Rice is a staple for billions of people worldwide and is especially found in Asian, Middle Eastern, and African cuisine, just to name a few. As the global population grows, the demand for rice will, understandably, also grow. But, therein lies a problem. Climate change is threatening rice farming, and by 2100, we could see a 40 percent decrease in rice yields (Ceccarelli et. al., 2010). The implications of this shortage would be severe.

Rice fields are susceptible to extreme weather, specifically drought and flooding. As global temperatures rise, more evaporation will occur, and soil will become drier (IPCC). Rice crops can grow in temperatures up to 40℃ (104℉), but higher temperatures, especially at night, can inhibit the development of florets and decrease pollen viability (Fahad et. al., 2018). During the dry season, salt water, which harms rice crops, can encroach inland up to 70 km (NY Times), and farmers in the Mekong Delta have had to sow rice up to 30 days early to avoid salt intrusion (Hoang-Phi et. al., 2020). Additionally, high levels of atmospheric CO2 could deplete the soil of nutrients (Ujiie et. al., 2019), and rice farming itself contributes to 8 percent of global methane emissions (CCAC), with methane being capable of trapping 25+ times the amount of heat that CO2 traps.

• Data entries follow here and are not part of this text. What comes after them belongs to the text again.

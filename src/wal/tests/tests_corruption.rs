#[cfg(test)]
mod tests {
    use crate::wal::{BLOCK_SIZE, LogReader, LogWriter, RecoveryMode, WalError};

    fn write_records(records: &[&[u8]]) -> Vec<u8> {
        let mut buf = Vec::new();
        let mut writer = LogWriter::new(&mut buf);
        for record in records {
            writer.add_record(record).unwrap();
        }
        buf
    }

    fn read_tolerant(bytes: &[u8]) -> (Vec<Vec<u8>>, Result<(), WalError>) {
        let mut reader = LogReader::new(bytes, RecoveryMode::TolerateCorruptedTail, None);
        let mut out = Vec::new();
        loop {
            match reader.read_record() {
                Ok(Some(record)) => out.push(record),
                Ok(None) => return (out, Ok(())),
                Err(e) => return (out, Err(e)),
            }
        }
    }

    #[test]
    fn test_stop_after_corruption_returns_prefix() {
        // Three records; flip a payload bit in the second.  The reader
        // must return exactly the first record and then a clean EOF.
        let mut bytes = write_records(&[b"record-one", b"record-two", b"record-three"]);
        let second_payload_at = 7 + 10 + 7 + 2; // header+rec1, header, 2 bytes in
        bytes[second_payload_at] ^= 0x01;

        let (records, status) = read_tolerant(&bytes);
        assert_eq!(records, vec![b"record-one".to_vec()]);
        status.unwrap();
    }

    #[test]
    fn test_corruption_before_any_record_is_an_error() {
        let mut bytes = write_records(&[b"only-record"]);
        bytes[8] ^= 0xff; // inside the first record's payload

        let (records, status) = read_tolerant(&bytes);
        assert!(records.is_empty());
        assert!(matches!(status, Err(WalError::Corruption { .. })));
    }

    #[test]
    fn test_strict_mode_surfaces_corruption() {
        let mut bytes = write_records(&[b"one", b"two"]);
        // Corrupt the second record's checksum field.
        let second_header = 7 + 3;
        bytes[second_header] ^= 0x01;

        let mut reader = LogReader::new(bytes.as_slice(), RecoveryMode::Strict, None);
        assert_eq!(reader.read_record().unwrap().unwrap(), b"one");
        assert!(matches!(
            reader.read_record(),
            Err(WalError::Corruption { .. })
        ));
    }

    #[test]
    fn test_corrupt_large_record_drops_everything_after() {
        // Mirrors the recovery oracle: k01 readable, the 40 KiB k02
        // payload corrupted, k03 intact on disk but unreachable.
        let blob = vec![0x5au8; 40 * 1024];
        let mut bytes = write_records(&[b"k01", &blob, b"k03"]);

        // Flip one bit inside the blob's first fragment payload.
        bytes[7 + 3 + 7 + 1000] ^= 0x10;

        let (records, status) = read_tolerant(&bytes);
        assert_eq!(records, vec![b"k01".to_vec()]);
        status.unwrap();
    }

    #[test]
    fn test_truncated_tail_is_eof_not_error() {
        let bytes = write_records(&[b"keep-me", b"truncated-record-payload"]);
        // Cut the file mid-way through the second record's payload.
        let cut = 7 + 7 + 7 + 5;
        let (records, status) = read_tolerant(&bytes[..cut]);
        assert_eq!(records, vec![b"keep-me".to_vec()]);
        status.unwrap();
    }

    #[test]
    fn test_truncated_header_is_eof() {
        let bytes = write_records(&[b"keep-me", b"lost"]);
        // Cut inside the second record's header.
        let cut = 7 + 7 + 3;
        let (records, status) = read_tolerant(&bytes[..cut]);
        assert_eq!(records, vec![b"keep-me".to_vec()]);
        status.unwrap();
    }

    #[test]
    fn test_partial_multi_block_record_at_tail_is_eof() {
        // A First fragment without its Last: the record never commits.
        let big = vec![0x11u8; 50 * 1024];
        let bytes = write_records(&[b"committed", &big]);
        // Keep block one only: the Last fragment in block two is gone.
        let (records, status) = read_tolerant(&bytes[..BLOCK_SIZE]);
        assert_eq!(records, vec![b"committed".to_vec()]);
        status.unwrap();
    }

    #[test]
    fn test_unknown_record_type_stops_tolerantly() {
        let mut bytes = write_records(&[b"good", b"bad-type"]);
        bytes[7 + 4 + 6] = 99; // type byte of the second header
        let (records, status) = read_tolerant(&bytes);
        assert_eq!(records, vec![b"good".to_vec()]);
        status.unwrap();
    }

    #[test]
    fn test_fragment_length_past_block_end_rejected() {
        let mut bytes = write_records(&[b"first-record", b"second-record"]);
        // Claim an enormous length in the second header; pad the file to
        // a full block so it cannot be mistaken for a truncated tail.
        let second_header = 7 + 12;
        bytes[second_header + 4] = 0xff;
        bytes[second_header + 5] = 0x7f;
        bytes.resize(BLOCK_SIZE, 0);

        let (records, status) = read_tolerant(&bytes);
        assert_eq!(records, vec![b"first-record".to_vec()]);
        status.unwrap();

        let mut strict = LogReader::new(bytes.as_slice(), RecoveryMode::Strict, None);
        assert_eq!(strict.read_record().unwrap().unwrap(), b"first-record");
        assert!(strict.read_record().is_err());
    }

    #[test]
    fn test_reader_is_done_after_stopping() {
        let mut bytes = write_records(&[b"one", b"two"]);
        bytes[7 + 3 + 8] ^= 0x01;

        let mut reader =
            LogReader::new(bytes.as_slice(), RecoveryMode::TolerateCorruptedTail, None);
        assert_eq!(reader.read_record().unwrap().unwrap(), b"one");
        assert!(reader.read_record().unwrap().is_none());
        // Stays done.
        assert!(reader.read_record().unwrap().is_none());
    }
}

The effects of climate change on rice farming are not exclusive to the Mekong Delta or Asia. In the United States, for example, rice farming is being threatened by extreme weather. So, what can be done to mitigate the impact of climate change on rice yields? Well, scientists are working on hybridizing rice crops to make them more stress-resistant, and farmers are implementing different farming and irrigation techniques, such as alternating the wetting and drying of rice paddies, that reduce methane emissions (Scientific American). Nevertheless, it is crucial that we take steps to mitigate the effects of climate change, or staple foods in our diet, like rice, could be in shortage.